Upper house of the Tennessee General Assembly

The Tennessee Senate is the upper house of the U.S. state of Tennessee's state legislature, which is known formally as the Tennessee General Assembly.

The Tennessee Senate has the power to pass resolutions concerning essentially any issue regarding the state, country, or world. The Senate also has the power to create and enforce its own rules and qualifications for its members. The Senate shares these powers with the Tennessee House of Representatives. The Senate alone has the power to host impeachment proceeding and remove impeached members of office with a 2/3 majority. The Tennessee Senate, according to the state constitution of 1870, is composed of 33 members, one-third the size of the Tennessee House of Representatives. Senators are to be elected from districts of substantially equal population. According to the Tennessee constitution, a county is not to be joined to a portion of another county for purposes of creating a district; this provision has been overridden by the rulings of the Supreme Court of the United States in Baker v. Carr (369 U.S. 182, 1962) and Reynolds v. Sims (337 U.S. 356, 1964). The Tennessee constitution has been amended to allow that if these rulings are ever changed or reversed, a referendum may be held to allow the senate districts to be drawn on a basis other than substantially equal population.

Until 1966, Tennessee state senators served two-year terms. That year the system was changed, by constitutional amendment, to allow four-year terms. In that year, senators in even-numbered districts were elected to two-year terms and those in odd-numbered districts were elected to four-year terms. This created a staggered system in which only half of the senate is up for election at any one time. Senators from even-numbered districts are elected in the same years as presidential elections, and senators from odd-numbered districts are elected in the same years as mid-term elections. Districts are to be sequentially and consecutively numbered; the scheme basically runs from east to west and north to south.

Republicans attained an elected majority in the Senate in the 104th General Assembly (2005–07) for the first time since Reconstruction; a brief majority in the 1990s was the result of two outgoing senators switching parties. Following the 2018 elections, there were no Democratic senators from East Tennessee. There were three Democrats from Memphis in West Tennessee, and three from Middle Tennessee, two from Nashville and one from the Nashville suburb of Goodlettsville.

==Speaker of the Senate==
According to Article III, Section 12 of the Constitution of the State of Tennessee, the speaker of the Senate assumes the office of governor in the event of a vacancy. The Senate elects one of its own members as speaker and the speaker automatically becomes the lieutenant governor. The speaker appoints a speaker pro tempore who presides over the Senate in the absence of the speaker as well as a deputy speaker to assist the speaker in their duties. The current speaker of the Senate and lieutenant governor is Randy McNally, who was elected to the position in 2017.

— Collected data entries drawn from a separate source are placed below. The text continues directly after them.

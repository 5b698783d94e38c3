//! Schema cache keyed by record type

use super::record::{Record, TableSchema};
use crate::Result;
use std::any::{Any, TypeId};
use std::collections::HashMap;
use std::sync::{Arc, PoisonError, RwLock};

type CachedSchema = Arc<dyn Any + Send + Sync>;

/// Derives and caches [`TableSchema`]s.
///
/// Safe to share between threads. Derivation happens outside the lock and is
/// published first-writer-wins, so racing first accesses for one type all
/// observe the same schema instance.
#[derive(Default)]
pub struct Registry {
    tables: RwLock<HashMap<TypeId, CachedSchema>>,
}

impl Registry {
    pub fn new() -> Self {
        Self::default()
    }

    /// Get the schema for `T`, deriving it on first use
    pub fn model<T: Record>(&self) -> Result<Arc<TableSchema<T>>> {
        let key = TypeId::of::<T>();
        if let Some(schema) = self.lookup::<T>(&key) {
            return Ok(schema);
        }

        let derived: CachedSchema = Arc::new(TableSchema::<T>::derive()?);
        let published = {
            // The map is insert-only, so a poisoned lock still holds valid entries.
            let mut tables = self.tables.write().unwrap_or_else(PoisonError::into_inner);
            Arc::clone(tables.entry(key).or_insert(derived))
        };

        let schema = downcast::<T>(published);
        if let Some(schema) = &schema {
            tracing::debug!(
                table = schema.name(),
                columns = schema.len(),
                "registered table schema"
            );
        }
        schema.ok_or_else(|| crate::Error::InvalidModel {
            model: std::any::type_name::<T>().to_string(),
            reason: "cached schema has a different type".to_string(),
        })
    }

    /// Get the schema for the type of `value`
    pub fn model_of<T: Record>(&self, _value: &T) -> Result<Arc<TableSchema<T>>> {
        self.model::<T>()
    }

    /// Whether `T` has already been derived
    pub fn contains<T: Record>(&self) -> bool {
        self.tables
            .read()
            .unwrap_or_else(PoisonError::into_inner)
            .contains_key(&TypeId::of::<T>())
    }

    /// Number of cached schemas
    pub fn len(&self) -> usize {
        self.tables.read().unwrap_or_else(PoisonError::into_inner).len()
    }

    pub fn is_empty(&self) -> bool {
        self.len() == 0
    }

    fn lookup<T: Record>(&self, key: &TypeId) -> Option<Arc<TableSchema<T>>> {
        let tables = self.tables.read().unwrap_or_else(PoisonError::into_inner);
        tables.get(key).cloned().and_then(downcast::<T>)
    }
}

fn downcast<T: Record>(schema: CachedSchema) -> Option<Arc<TableSchema<T>>> {
    schema.downcast::<TableSchema<T>>().ok()
}

impl std::fmt::Debug for Registry {
    fn fmt(&self, f: &mut std::fmt::Formatter<'_>) -> std::fmt::Result {
        f.debug_struct("Registry").field("tables", &self.len()).finish()
    }
}
//! Metric kinds that can be requested and score names written in reports.

use std::{fmt, str::FromStr};

use serde::{Deserialize, Serialize};

use crate::error::SegBenchError;

/// Metrics that can be included in the evaluation report.
#[derive(Debug, Clone, Copy, PartialEq, Eq, Hash, Serialize, Deserialize)]
#[serde(rename_all = "snake_case")]
pub enum TestMetric {
    Accuracy,
    RecallPerLabel,
    F1ScorePerLabel,
    PrecisionPerLabel,
    IouPerLabel,
}

impl TestMetric {
    /// Every supported metric, in declaration order.
    pub const ALL: [Self; 5] = [
        Self::Accuracy,
        Self::RecallPerLabel,
        Self::F1ScorePerLabel,
        Self::PrecisionPerLabel,
        Self::IouPerLabel,
    ];

    pub const fn as_str(&self) -> &'static str {
        match self {
            Self::Accuracy => "accuracy",
            Self::RecallPerLabel => "recall_per_label",
            Self::F1ScorePerLabel => "f1_score_per_label",
            Self::PrecisionPerLabel => "precision_per_label",
            Self::IouPerLabel => "iou_per_label",
        }
    }

    /// Name under which the metric's values appear in a report.
    pub const fn score_name(&self) -> ScoreName {
        match self {
            Self::Accuracy => ScoreName::Accuracy,
            Self::RecallPerLabel => ScoreName::Recall,
            Self::F1ScorePerLabel => ScoreName::F1Score,
            Self::PrecisionPerLabel => ScoreName::Precision,
            Self::IouPerLabel => ScoreName::Iou,
        }
    }

    /// Whether the metric yields one value per label.
    pub const fn is_per_label(&self) -> bool {
        !matches!(self, Self::Accuracy)
    }
}

impl fmt::Display for TestMetric {
    fn fmt(&self, f: &mut fmt::Formatter<'_>) -> fmt::Result {
        f.write_str(self.as_str())
    }
}

impl FromStr for TestMetric {
    type Err = SegBenchError;

    fn from_str(s: &str) -> Result<Self, Self::Err> {
        Self::ALL
            .into_iter()
            .find(|m| m.as_str() == s)
            .ok_or_else(|| SegBenchError::UnsupportedMetric {
                metric: s.to_owned(),
            })
    }
}

/// Name of a score as written in a report.
#[derive(Debug, Clone, Copy, PartialEq, Eq, Hash, Serialize, Deserialize)]
#[serde(rename_all = "SCREAMING_SNAKE_CASE")]
pub enum ScoreName {
    Accuracy,
    Precision,
    Recall,
    F1Score,
    Iou,
}

impl ScoreName {
    pub const ALL: [Self; 5] = [
        Self::Accuracy,
        Self::Precision,
        Self::Recall,
        Self::F1Score,
        Self::Iou,
    ];

    pub const fn as_str(&self) -> &'static str {
        match self {
            Self::Accuracy => "ACCURACY",
            Self::Precision => "PRECISION",
            Self::Recall => "RECALL",
            Self::F1Score => "F1_SCORE",
            Self::Iou => "IOU",
        }
    }
}

impl fmt::Display for ScoreName {
    fn fmt(&self, f: &mut fmt::Formatter<'_>) -> fmt::Result {
        f.write_str(self.as_str())
    }
}
//! Per-label precision.

use crate::matching::{MatchResult, MatchResultOneLabel};

use super::utils::safe_ratio;

/// `tp / (tp + fp)`, 0.0 for a label that was never predicted.
pub fn precision(counts: &MatchResultOneLabel) -> f64 {
    let tp = u128::from(counts.tp);
    safe_ratio(tp, tp + u128::from(counts.fp))
}

/// Compute the precision of every label, in label order.
pub fn compute_per_label_precision(match_result: &MatchResult) -> Vec<f64> {
    match_result.match_per_label().iter().map(precision).collect()
}
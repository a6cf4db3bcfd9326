//! Per-label recall.

use crate::matching::{MatchResult, MatchResultOneLabel};

use super::utils::safe_ratio;

/// `tp / (tp + fn)`, 0.0 for a label absent from the ground truth.
pub fn recall(counts: &MatchResultOneLabel) -> f64 {
    let tp = u128::from(counts.tp);
    safe_ratio(tp, tp + u128::from(counts.fn_))
}

/// Compute the recall of every label, in label order.
pub fn compute_per_label_recall(match_result: &MatchResult) -> Vec<f64> {
    match_result.match_per_label().iter().map(recall).collect()
}
//! Per-label IoU (Jaccard index).

use crate::matching::{MatchResult, MatchResultOneLabel};

use super::utils::safe_ratio;

/// Intersection over union: `tp / (tp + fp + fn)`.
pub fn iou(counts: &MatchResultOneLabel) -> f64 {
    let tp = u128::from(counts.tp);
    safe_ratio(tp, tp + u128::from(counts.fp) + u128::from(counts.fn_))
}

/// Compute the IoU of every label, in label order.
pub fn compute_per_label_iou(match_result: &MatchResult) -> Vec<f64> {
    match_result.match_per_label().iter().map(iou).collect()
}

#[cfg(test)]
mod tests {
    use approx::assert_relative_eq;

    use super::*;

    #[test]
    fn test_iou() {
        assert_relative_eq!(iou(&MatchResultOneLabel::new(3, 3, 1)), 3.0 / 7.0);
        assert_relative_eq!(iou(&MatchResultOneLabel::new(2, 0, 3)), 0.4);
    }

    #[test]
    fn test_per_label_iou_order() {
        let match_result = MatchResult::new(
            vec![
                MatchResultOneLabel::new(0, 1, 1),
                MatchResultOneLabel::new(2, 0, 0),
                MatchResultOneLabel::default(),
            ],
            4,
        )
        .unwrap();

        assert_eq!(compute_per_label_iou(&match_result), vec![0.0, 1.0, 0.0]);
    }
}
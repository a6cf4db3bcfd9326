//! # segbench
//!
//! Evaluation reports for semantic segmentation models.
//!
//! Given the per-label confusion counts of one evaluation run (true
//! positives, false positives, false negatives and the total pixel count),
//! this crate derives pixelwise accuracy and per-label precision, recall,
//! F1 score and IoU, and writes the requested subset to a JSON report.
//!
//! ```rust,no_run
//! use segbench::{generate_report, MatchResult, MatchResultOneLabel, TestMetric};
//!
//! # fn main() -> segbench::SegBenchResult<()> {
//! let match_result = MatchResult::new(
//!     vec![
//!         MatchResultOneLabel::new(3, 3, 1),
//!         MatchResultOneLabel::new(2, 0, 3),
//!     ],
//!     9,
//! )?;
//! generate_report(&match_result, &TestMetric::ALL, "report.json")?;
//! # Ok(())
//! # }
//! ```

mod config;
mod error;
mod matching;
pub mod metrics;
pub mod report;


pub use config::ReportConfig;
pub use error::{SegBenchError, SegBenchResult};
pub use matching::{MatchResult, MatchResultOneLabel};
pub use metrics::{
    compute_all_label_scores, compute_per_label_f1score, compute_per_label_iou,
    compute_per_label_precision, compute_per_label_recall, compute_pixelwise_accuracy,
    LabelScores,
};
pub use report::{
    generate_report, Report, Score, ScoreName, TestMetric, GLOBAL_METRICS, PER_LABEL_METRICS,
};
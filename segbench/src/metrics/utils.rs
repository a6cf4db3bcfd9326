//! Shared helpers for the metric functions.

use crate::matching::{MatchResult, MatchResultOneLabel};

use super::{f_measure::f1_score, iou::iou, precision::precision, recall::recall};

/// Divides two counts, returning 0.0 when the denominator is zero.
///
/// Counts are widened to `u128` by the callers so that sums of `u64`
/// counts cannot overflow.
pub fn safe_ratio(numerator: u128, denominator: u128) -> f64 {
    if denominator == 0 {
        0.0
    } else {
        numerator as f64 / denominator as f64
    }
}

/// All per-label ratios of a single label.
#[derive(Debug, Clone, Copy, PartialEq)]
pub struct LabelScores {
    pub precision: f64,
    pub recall: f64,
    pub f1_score: f64,
    pub iou: f64,
}

impl LabelScores {
    pub fn from_counts(counts: &MatchResultOneLabel) -> Self {
        Self {
            precision: precision(counts),
            recall: recall(counts),
            f1_score: f1_score(counts),
            iou: iou(counts),
        }
    }
}

/// Calculate every per-label ratio at once.
pub fn compute_all_label_scores(match_result: &MatchResult) -> Vec<LabelScores> {
    match_result
        .match_per_label()
        .iter()
        .map(LabelScores::from_counts)
        .collect()
}
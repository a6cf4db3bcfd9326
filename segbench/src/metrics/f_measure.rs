//! Per-label F1 score.
//!
//! Computed directly from the counts as `2tp / (2tp + fp + fn)`, which equals
//! the harmonic mean of precision and recall whenever both are nonzero.

use crate::matching::{MatchResult, MatchResultOneLabel};

use super::utils::safe_ratio;

pub fn f1_score(counts: &MatchResultOneLabel) -> f64 {
    let double_tp = 2 * u128::from(counts.tp);
    safe_ratio(
        double_tp,
        double_tp + u128::from(counts.fp) + u128::from(counts.fn_),
    )
}

/// Compute the F1 score of every label, in label order.
pub fn compute_per_label_f1score(match_result: &MatchResult) -> Vec<f64> {
    match_result.match_per_label().iter().map(f1_score).collect()
}

#[cfg(test)]
mod tests {
    use approx::assert_relative_eq;

    use super::*;
    use crate::metrics::{precision::precision, recall::recall};

    #[test]
    fn test_f1_score() {
        assert_relative_eq!(f1_score(&MatchResultOneLabel::new(3, 3, 1)), 0.6);
        assert_relative_eq!(f1_score(&MatchResultOneLabel::new(2, 0, 3)), 4.0 / 7.0);
    }

    #[test]
    fn test_f1_does_not_overflow() {
        assert_relative_eq!(
            f1_score(&MatchResultOneLabel::new(u64::MAX, u64::MAX, u64::MAX)),
            0.5
        );
    }

    #[test]
    fn test_f1_matches_harmonic_mean() {
        let counts = MatchResultOneLabel::new(7, 2, 5);
        let p = precision(&counts);
        let r = recall(&counts);

        assert_relative_eq!(f1_score(&counts), 2.0 * p * r / (p + r), epsilon = 1e-12);
    }

    #[test]
    fn test_f1_no_true_positive() {
        assert_eq!(f1_score(&MatchResultOneLabel::new(0, 3, 2)), 0.0);
        assert_eq!(f1_score(&MatchResultOneLabel::default()), 0.0);
    }
}
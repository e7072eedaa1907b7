//! Polling engine shared by every wait in the crate.

use std::future::Future;
use std::time::Duration;

use tokio::time::{sleep, Instant};
use tracing::debug;

/// Growth factor applied to the poll period when backoff is enabled.
const BACKOFF_FACTOR: f64 = 1.5;

/// Re-runs an async check on a period until it returns `true` or the budget runs out.
///
/// The check runs once immediately. Before each sleep the engine verifies that
/// the elapsed time plus the next sleep still fits in the budget, so it never
/// sleeps past the deadline. Errors from the check are returned as-is; callers
/// use them to fail fast on disqualifying states.
#[derive(Debug, Clone, Copy)]
pub struct RetryablePredicate {
    timeout: Duration,
    period: Duration,
    max_period: Duration,
}

impl RetryablePredicate {
    /// Fixed-period polling.
    pub fn new(timeout: Duration, period: Duration) -> Self {
        Self {
            timeout,
            period,
            max_period: period,
        }
    }

    /// Grow the period by 1.5x per attempt up to `max_period`.
    pub fn with_max_period(mut self, max_period: Duration) -> Self {
        self.max_period = max_period.max(self.period);
        self
    }

    pub fn timeout(&self) -> Duration {
        self.timeout
    }

    pub fn period(&self) -> Duration {
        self.period
    }

    /// Returns `Ok(true)` once the check passes, `Ok(false)` on timeout.
    pub async fn apply<F, Fut, E>(&self, mut check: F) -> Result<bool, E>
    where
        F: FnMut() -> Fut,
        Fut: Future<Output = Result<bool, E>>,
    {
        let found = self
            .poll::<_, _, (), E>(|| {
                let passed = check();
                async move { passed.await.map(|ok| ok.then_some(())) }
            })
            .await?;
        Ok(found.is_some())
    }

    /// Like [`apply`](Self::apply), but the check yields a value when it
    /// passes. Returns `Ok(None)` on timeout.
    pub async fn poll<F, Fut, T, E>(&self, mut check: F) -> Result<Option<T>, E>
    where
        F: FnMut() -> Fut,
        Fut: Future<Output = Result<Option<T>, E>>,
    {
        let start = Instant::now();
        let mut attempt: u32 = 0;

        loop {
            if let Some(value) = check().await? {
                return Ok(Some(value));
            }

            let delay = self.delay_for(attempt);
            let elapsed = start.elapsed();
            if elapsed + delay > self.timeout {
                debug!(
                    attempts = attempt + 1,
                    elapsed_ms = elapsed.as_millis() as u64,
                    timeout_ms = self.timeout.as_millis() as u64,
                    "Retry budget exhausted"
                );
                return Ok(None);
            }

            sleep(delay).await;
            attempt = attempt.saturating_add(1);
        }
    }

    fn delay_for(&self, attempt: u32) -> Duration {
        if self.max_period <= self.period {
            return self.period;
        }
        let factor = BACKOFF_FACTOR.powi(attempt.min(64) as i32);
        let secs = self.period.as_secs_f64() * factor;
        Duration::from_secs_f64(secs.min(self.max_period.as_secs_f64()))
    }
}
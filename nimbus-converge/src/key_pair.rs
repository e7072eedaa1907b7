//! Per-group login key pairs.

use std::fmt;
use std::sync::Arc;

use async_trait::async_trait;
use serde::{Deserialize, Serialize};
use tracing::{debug, info};

use crate::cache::{CreateOrReuseCache, CreateOutcome, RegionalResourceKey, ResourceCreator};
use crate::error::{ProviderError, Result};

#[derive(Clone, PartialEq, Eq, Serialize, Deserialize)]
pub struct KeyPair {
    pub name: String,
    pub fingerprint: String,
    /// Only present on the response that created the key pair.
    #[serde(default, skip_serializing_if = "Option::is_none")]
    pub private_key: Option<String>,
}

impl fmt::Debug for KeyPair {
    fn fmt(&self, f: &mut fmt::Formatter<'_>) -> fmt::Result {
        f.debug_struct("KeyPair")
            .field("name", &self.name)
            .field("fingerprint", &self.fingerprint)
            .field("private_key", &self.private_key.as_ref().map(|_| "<redacted>"))
            .finish()
    }
}

#[async_trait]
pub trait KeyPairApi: Send + Sync {
    /// A taken name must be reported as [`ProviderError::AlreadyExists`].
    async fn create_key_pair(&self, region: &str, name: &str) -> std::result::Result<KeyPair, ProviderError>;

    async fn describe_key_pair(
        &self,
        region: &str,
        name: &str,
    ) -> std::result::Result<Option<KeyPair>, ProviderError>;

    async fn delete_key_pair(&self, region: &str, name: &str) -> std::result::Result<(), ProviderError>;
}

pub fn key_pair_name(group: &str) -> String {
    format!("nimbus-{}", group)
}

pub struct KeyPairCreator<A> {
    api: Arc<A>,
}

#[async_trait]
impl<A: KeyPairApi> ResourceCreator for KeyPairCreator<A> {
    type Key = RegionalResourceKey;
    type Resource = KeyPair;

    async fn create(&self, key: &RegionalResourceKey) -> CreateOutcome<KeyPair> {
        debug!(region = %key.region, name = %key.name, "Creating key pair");
        self.api.create_key_pair(&key.region, &key.name).await.into()
    }

    async fn describe(&self, key: &RegionalResourceKey) -> std::result::Result<Option<KeyPair>, ProviderError> {
        self.api.describe_key_pair(&key.region, &key.name).await
    }
}

/// Key pairs memoized by (region, group).
///
/// A key pair reused after a duplicate create comes back without private key
/// material; callers that need to log in must bring their own credentials.
pub struct KeyPairCache<A: KeyPairApi> {
    api: Arc<A>,
    cache: CreateOrReuseCache<KeyPairCreator<A>>,
}

impl<A: KeyPairApi> KeyPairCache<A> {
    pub fn new(api: Arc<A>) -> Self {
        let creator = KeyPairCreator {
            api: Arc::clone(&api),
        };
        Self {
            api,
            cache: CreateOrReuseCache::new(Arc::new(creator)),
        }
    }

    pub fn key(region: &str, group: &str) -> RegionalResourceKey {
        RegionalResourceKey::new(region, key_pair_name(group))
    }

    pub async fn get(&self, region: &str, group: &str) -> Result<KeyPair> {
        self.cache.get(&Self::key(region, group)).await
    }

    pub fn cached(&self, region: &str, group: &str) -> Option<KeyPair> {
        self.cache.cached(&Self::key(region, group))
    }

    pub fn invalidate(&self, region: &str, group: &str) -> bool {
        self.cache.invalidate(&Self::key(region, group))
    }

    /// Delete the group's key pair. Returns false if it was already gone.
    /// The cached entry is dropped either way.
    pub async fn delete(&self, region: &str, group: &str) -> Result<bool> {
        let name = key_pair_name(group);
        debug!(region = %region, name = %name, "Deleting key pair");
        let deleted = match self.api.delete_key_pair(region, &name).await {
            Ok(()) => true,
            Err(ProviderError::NotFound(_)) => false,
            Err(e) => {
                self.invalidate(region, group);
                return Err(e.into());
            }
        };
        self.invalidate(region, group);
        if deleted {
            info!(region = %region, name = %name, "Deleted key pair");
        }
        Ok(deleted)
    }
}
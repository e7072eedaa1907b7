//! Error types for adapters and the convergence core.

use thiserror::Error;

use crate::image::ImageStatus;
use crate::node::NodeStatus;

/// Errors returned by provider adapters.
///
/// Adapters normalize their own duplicate/in-use error codes into these kinds
/// so the core never matches on provider-specific strings.
#[derive(Debug, Error)]
pub enum ProviderError {
    /// A resource with the requested name already exists.
    #[error("already exists: {0}")]
    AlreadyExists(String),

    /// The resource does not exist.
    #[error("not found: {0}")]
    NotFound(String),

    /// The resource is still referenced and cannot be removed yet.
    #[error("in use: {0}")]
    InUse(String),

    /// The provider endpoint could not be reached.
    #[error("provider unavailable: {0}")]
    Unavailable(String),

    #[error(transparent)]
    Other(#[from] anyhow::Error),
}

/// Errors surfaced by the convergence core.
#[derive(Debug, Error)]
pub enum ConvergeError {
    /// Invalid input or configuration; nothing was polled.
    #[error("configuration error: {0}")]
    Configuration(String),

    /// The node reached a terminal status that makes the target unreachable.
    #[error("node {id} is {status} while waiting for {target} (after {elapsed_secs}s)")]
    Disqualified {
        id: String,
        status: NodeStatus,
        target: NodeStatus,
        elapsed_secs: u64,
    },

    /// The node never reached the target status within its budget.
    #[error("node {id} did not reach {target} within {max_wait_secs} seconds; last observed status: {last_status}")]
    Timeout {
        id: String,
        target: NodeStatus,
        max_wait_secs: u64,
        last_status: NodeStatus,
    },

    /// The refresh call reported that the resource no longer exists.
    #[error("resource {id} disappeared while waiting for {target}")]
    ResourceDisappeared { id: String, target: String },

    /// No candidate address accepted connections within the budget.
    #[error("could not find an open socket on port {port} of node {node_id} within {max_wait_secs} seconds")]
    SocketNotFound {
        port: u16,
        node_id: String,
        max_wait_secs: u64,
    },

    /// The image was not available within the configured max wait.
    #[error("image {id} was not available within {max_wait_secs} seconds; last observed status: {last_status}")]
    ImageTimeout {
        id: String,
        max_wait_secs: u64,
        last_status: ImageStatus,
    },

    /// The provider reported the image bake as failed.
    #[error("image {id} failed to bake (status {status})")]
    ImageFailed { id: String, status: ImageStatus },

    /// The call that begins an asynchronous operation was rejected.
    #[error("failed to submit {operation}: {source}")]
    Submission {
        operation: String,
        #[source]
        source: ProviderError,
    },

    #[error("provider error: {0}")]
    Provider(#[from] ProviderError),

    /// A connection could not be acquired within the retry budget.
    #[error("error acquiring {connection} (out of retries - max {attempts}): {source}")]
    RetriesExhausted {
        connection: String,
        attempts: u32,
        #[source]
        source: ProviderError,
    },

    /// The background operation was cancelled or its task panicked.
    #[error("operation cancelled: {0}")]
    Cancelled(String),
}

/// Result type for convergence operations.
pub type Result<T> = std::result::Result<T, ConvergeError>;
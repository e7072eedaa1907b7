//! Removal of the per-group resources nodes were created with.

use std::sync::Arc;
use std::time::Duration;

use tracing::{debug, info, warn};

use crate::config::ConvergeConfig;
use crate::error::{ConvergeError, ProviderError, Result};
use crate::key_pair::{KeyPairApi, KeyPairCache};
use crate::retry::RetryablePredicate;
use crate::security_group::{SecurityGroupApi, SecurityGroupCache};

const CLEANUP_PERIOD: Duration = Duration::from_millis(50);
const CLEANUP_MAX_PERIOD: Duration = Duration::from_secs(1);

/// Security group and key pair shared by every node of a group.
pub struct IncidentalResources<G: SecurityGroupApi, K: KeyPairApi> {
    security_groups: Arc<SecurityGroupCache<G>>,
    key_pairs: Arc<KeyPairCache<K>>,
    timeout: Duration,
}

impl<G: SecurityGroupApi, K: KeyPairApi> IncidentalResources<G, K> {
    pub fn new(
        security_groups: Arc<SecurityGroupCache<G>>,
        key_pairs: Arc<KeyPairCache<K>>,
        config: &ConvergeConfig,
    ) -> Self {
        Self {
            security_groups,
            key_pairs,
            timeout: config.cleanup_timeout(),
        }
    }

    pub fn with_timeout(mut self, timeout: Duration) -> Self {
        self.timeout = timeout;
        self
    }

    /// Delete the group's security group, then its key pair.
    ///
    /// The provider refuses to delete a security group while terminating
    /// instances still hold it, so `InUse` is retried until the budget runs
    /// out. Returns `Ok(false)` if the group was still in use at the deadline;
    /// the key pair is left alone in that case.
    pub async fn clean_up(&self, region: &str, group: &str) -> Result<bool> {
        let retry = RetryablePredicate::new(self.timeout, CLEANUP_PERIOD).with_max_period(CLEANUP_MAX_PERIOD);

        let deleted = retry
            .apply::<_, _, ConvergeError>(move || async move {
                match self.security_groups.delete(region, group).await {
                    Ok(_) => Ok(true),
                    Err(ConvergeError::Provider(ProviderError::InUse(reason))) => {
                        debug!(region = %region, group = %group, reason = %reason, "Security group still in use");
                        Ok(false)
                    }
                    Err(e) => Err(e),
                }
            })
            .await?;

        if !deleted {
            warn!(
                region = %region,
                group = %group,
                timeout_ms = self.timeout.as_millis() as u64,
                "Security group still in use, skipping cleanup"
            );
            return Ok(false);
        }

        self.key_pairs.delete(region, group).await?;
        info!(region = %region, group = %group, "Cleaned up incidental resources");
        Ok(true)
    }
}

One of the main duties of the speaker is to preside over the Senate and make Senate committee appointments based upon ability and preference of members, seniority, and party representation. The speaker also maintains the power to remove members from Committee appointments. The speaker, in cohort with the speaker of the House of Representatives, chairs the Joint Legislative Services Committee which provides assistance to the General Assembly. The speaker also controls staffing and office space with Senate staff. The speaker serves as an ex-officio member of all standing committees.

== Oath and qualifications of office ==
=== Oath of office ===
"I [name of official] do solemnly swear that, as a member of this, the [number, ex. One Hundred Eleventh] General Assembly of the State of Tennessee, I will faithfully support the Constitution of this State and of the United States, and I do solemnly affirm that as a member of this General Assembly, I will, in all appointments, vote without favor, affection, partiality, or prejudice; and that I will not propose or assent to any bill, vote or resolution, which shall appear to me injurious to the people, or consent to any act or thing, whatever, that shall have a tendency to lessen or abridge their rights and privileges, as declared by the Constitution of this state."

=== Qualifications for office ===
"No person shall be a senator unless he shall be a citizen of the United States, of the age of thirty years, and shall have resided three years in this state, and one year in the county or district, immediately preceding the election."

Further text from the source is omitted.